W3C home > Mailing lists > Public > public-lod@w3.org > October 2010

Re: AW: ANN: LOD Cloud - Statistics and compliance with best practices

From: Michael Hausenblas <michael.hausenblas@deri.org>
Date: Thu, 21 Oct 2010 13:45:42 +0100
To: Giovanni Tummarello <giovanni.tummarello@deri.org>, Chris Bizer <chris@bizer.de>
CC: Linked Data community <public-lod@w3.org>
Message-ID: <C8E5F486.1610E%michael.hausenblas@deri.org>

(cutting down lists as cross-posting is against W3C list policy)

I'm in general with Chris.
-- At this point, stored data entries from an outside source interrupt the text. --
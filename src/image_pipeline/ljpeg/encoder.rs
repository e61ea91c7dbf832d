use tracing::debug;

use crate::image_pipeline::common::error::{DngError, Result};
use crate::image_pipeline::ljpeg::bit_io::BitWriter;
use crate::image_pipeline::ljpeg::huffman::{HuffmanEncoder, HuffmanTable, SYMBOL_COUNT};
use crate::image_pipeline::ljpeg::markers::{FrameComponent, FrameHeader, Marker, ScanHeader};
use crate::image_pipeline::ljpeg::predictor::{Predictor, ScanGeometry, predict};

/// Encoder settings.
#[derive(Debug, Clone, Copy, PartialEq, Eq, Default)]
pub struct EncoderOptions {
    pub predictor: Predictor,
    /// Rows per restart interval, 0 for none.
    pub restart_rows: u32,
}

/// Encodes `samples` (row-major, `components` interleaved) as one SOF3 stream.
pub fn encode(
    samples: &[u16],
    width: usize,
    height: usize,
    components: usize,
    precision: u8,
    options: &EncoderOptions,
) -> Result<Vec<u8>> {
    validate(samples, width, height, components, precision)?;

    let geometry = ScanGeometry {
        width,
        components,
        precision,
    };
    let restart_rows = options.restart_rows as usize;
    let restart_interval = restart_rows * width;
    if restart_interval > u16::MAX as usize {
        return Err(DngError::Encode(format!(
            "restart interval of {} rows x {} pixels does not fit DRI",
            restart_rows, width
        )));
    }

    // First pass: category histogram per component.
    let mut histograms = vec![[0u32; SYMBOL_COUNT]; components];
    for_each_difference(&geometry, height, restart_rows, options.predictor, samples, |k, diff| {
        histograms[k][category(diff) as usize] += 1;
    });

    let tables: Vec<HuffmanTable> = histograms
        .iter()
        .map(HuffmanTable::optimal_or_default)
        .collect();
    let encoders = tables
        .iter()
        .map(HuffmanTable::encoder)
        .collect::<Result<Vec<HuffmanEncoder>>>()?;

    let mut out = Vec::with_capacity(samples.len() * 2 + 256);
    out.extend_from_slice(&[0xFF, Marker::Soi.code()]);

    let indexed: Vec<(u8, &HuffmanTable)> = tables
        .iter()
        .enumerate()
        .map(|(i, t)| (i as u8, t))
        .collect();
    HuffmanTable::write_segment(&indexed, &mut out);

    FrameHeader {
        precision,
        height: height as u16,
        width: width as u16,
        components: (0..components)
            .map(|k| FrameComponent {
                id: k as u8,
                sampling: 0x11,
            })
            .collect(),
    }
    .write(&mut out);

    if restart_rows > 0 {
        out.extend_from_slice(&[0xFF, Marker::Dri.code(), 0x00, 0x04]);
        out.extend_from_slice(&(restart_interval as u16).to_be_bytes());
    }

    ScanHeader {
        components: (0..components).map(|k| (k as u8, k as u8)).collect(),
        predictor: options.predictor.selector(),
        point_transform: 0,
    }
    .write(&mut out);

    // Second pass: entropy-coded data.
    let mut writer = BitWriter::new(out);
    let mut next_restart = 0u8;
    let row_len = geometry.row_len();
    for row in 0..height {
        if row > 0 && restart_rows > 0 && row % restart_rows == 0 {
            writer.put_marker(Marker::Rst(next_restart).code());
            next_restart = (next_restart + 1) & 7;
        }
        let interval_start = row == 0 || (restart_rows > 0 && row % restart_rows == 0);
        for col in 0..width {
            for (k, encoder) in encoders.iter().enumerate() {
                let index = row * row_len + col * components + k;
                let prediction =
                    predict(options.predictor, &geometry, samples, index, col, interval_start);
                let diff = samples[index].wrapping_sub(prediction) as i16 as i32;
                emit_difference(&mut writer, encoder, diff)?;
            }
        }
    }

    let mut out = writer.into_inner();
    out.extend_from_slice(&[0xFF, Marker::Eoi.code()]);

    debug!(
        "Encoded {}x{}x{} lossless JPEG ({} -> {} bytes, predictor {})",
        width,
        height,
        components,
        samples.len() * 2,
        out.len(),
        options.predictor.selector()
    );
    Ok(out)
}

fn validate(
    samples: &[u16],
    width: usize,
    height: usize,
    components: usize,
    precision: u8,
) -> Result<()> {
    if width == 0 || height == 0 || width > u16::MAX as usize || height > u16::MAX as usize {
        return Err(DngError::InvalidDimensions(width, height));
    }
    if !(1..=4).contains(&components) {
        return Err(DngError::Encode(format!("{} components", components)));
    }
    if !(2..=16).contains(&precision) {
        return Err(DngError::Encode(format!("precision {}", precision)));
    }
    if samples.len() != width * height * components {
        return Err(DngError::Encode(format!(
            "expected {} samples, got {}",
            width * height * components,
            samples.len()
        )));
    }
    let limit = (1u32 << precision) - 1;
    if let Some(&bad) = samples.iter().find(|&&s| s as u32 > limit) {
        return Err(DngError::Encode(format!(
            "sample {} exceeds {}-bit precision",
            bad, precision
        )));
    }
    Ok(())
}

fn for_each_difference(
    geometry: &ScanGeometry,
    height: usize,
    restart_rows: usize,
    predictor: Predictor,
    samples: &[u16],
    mut visit: impl FnMut(usize, i32),
) {
    let row_len = geometry.row_len();
    for row in 0..height {
        let interval_start = row == 0 || (restart_rows > 0 && row % restart_rows == 0);
        for col in 0..geometry.width {
            for k in 0..geometry.components {
                let index = row * row_len + col * geometry.components + k;
                let prediction = predict(predictor, geometry, samples, index, col, interval_start);
                visit(k, samples[index].wrapping_sub(prediction) as i16 as i32);
            }
        }
    }
}

/// Difference category: bit length of `|diff|`, 16 for -32768.
#[inline]
fn category(diff: i32) -> u32 {
    if diff == -32768 {
        16
    } else {
        32 - diff.unsigned_abs().leading_zeros()
    }
}

#[inline]
fn emit_difference(writer: &mut BitWriter, encoder: &HuffmanEncoder, diff: i32) -> Result<()> {
    let s = category(diff);
    let (code, len) = encoder.code(s as usize);
    if len == 0 {
        return Err(DngError::Encode(format!("no Huffman code for category {}", s)));
    }
    writer.put_bits(code, len);
    if s > 0 && s < 16 {
        let bits = if diff < 0 { diff - 1 } else { diff };
        writer.put_bits(bits as u32 & ((1 << s) - 1), s);
    }
    Ok(())
}

#[cfg(test)]
mod tests {
    use super::*;

    #[test]
    fn categories() {
        assert_eq!(category(0), 0);
        assert_eq!(category(1), 1);
        assert_eq!(category(-1), 1);
        assert_eq!(category(255), 8);
        assert_eq!(category(-256), 9);
        assert_eq!(category(32767), 15);
        assert_eq!(category(-32768), 16);
    }

    #[test]
    fn rejects_samples_above_precision() {
        let samples = [0u16, 4096];
        let result = encode(&samples, 2, 1, 1, 12, &EncoderOptions::default());
        assert!(matches!(result, Err(DngError::Encode(_))));
    }

    #[test]
    fn restart_interval_must_fit_dri() {
        let samples = vec![0u16; 40_000 * 2];
        let options = EncoderOptions {
            restart_rows: 2,
            ..Default::default()
        };
        assert!(encode(&samples, 40_000, 2, 1, 8, &options).is_err());
    }
}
Of course RDFa is/can be used to do Linked Data.
But rather than wasting our time in ranting how bad the world is, how about
just making it a better place?

1. Clearly, we need to motivate why interlinking is  beneficial or at least
offer 3rd party services that do the job for the publishers (if they don't
see the benefit or have other priorities).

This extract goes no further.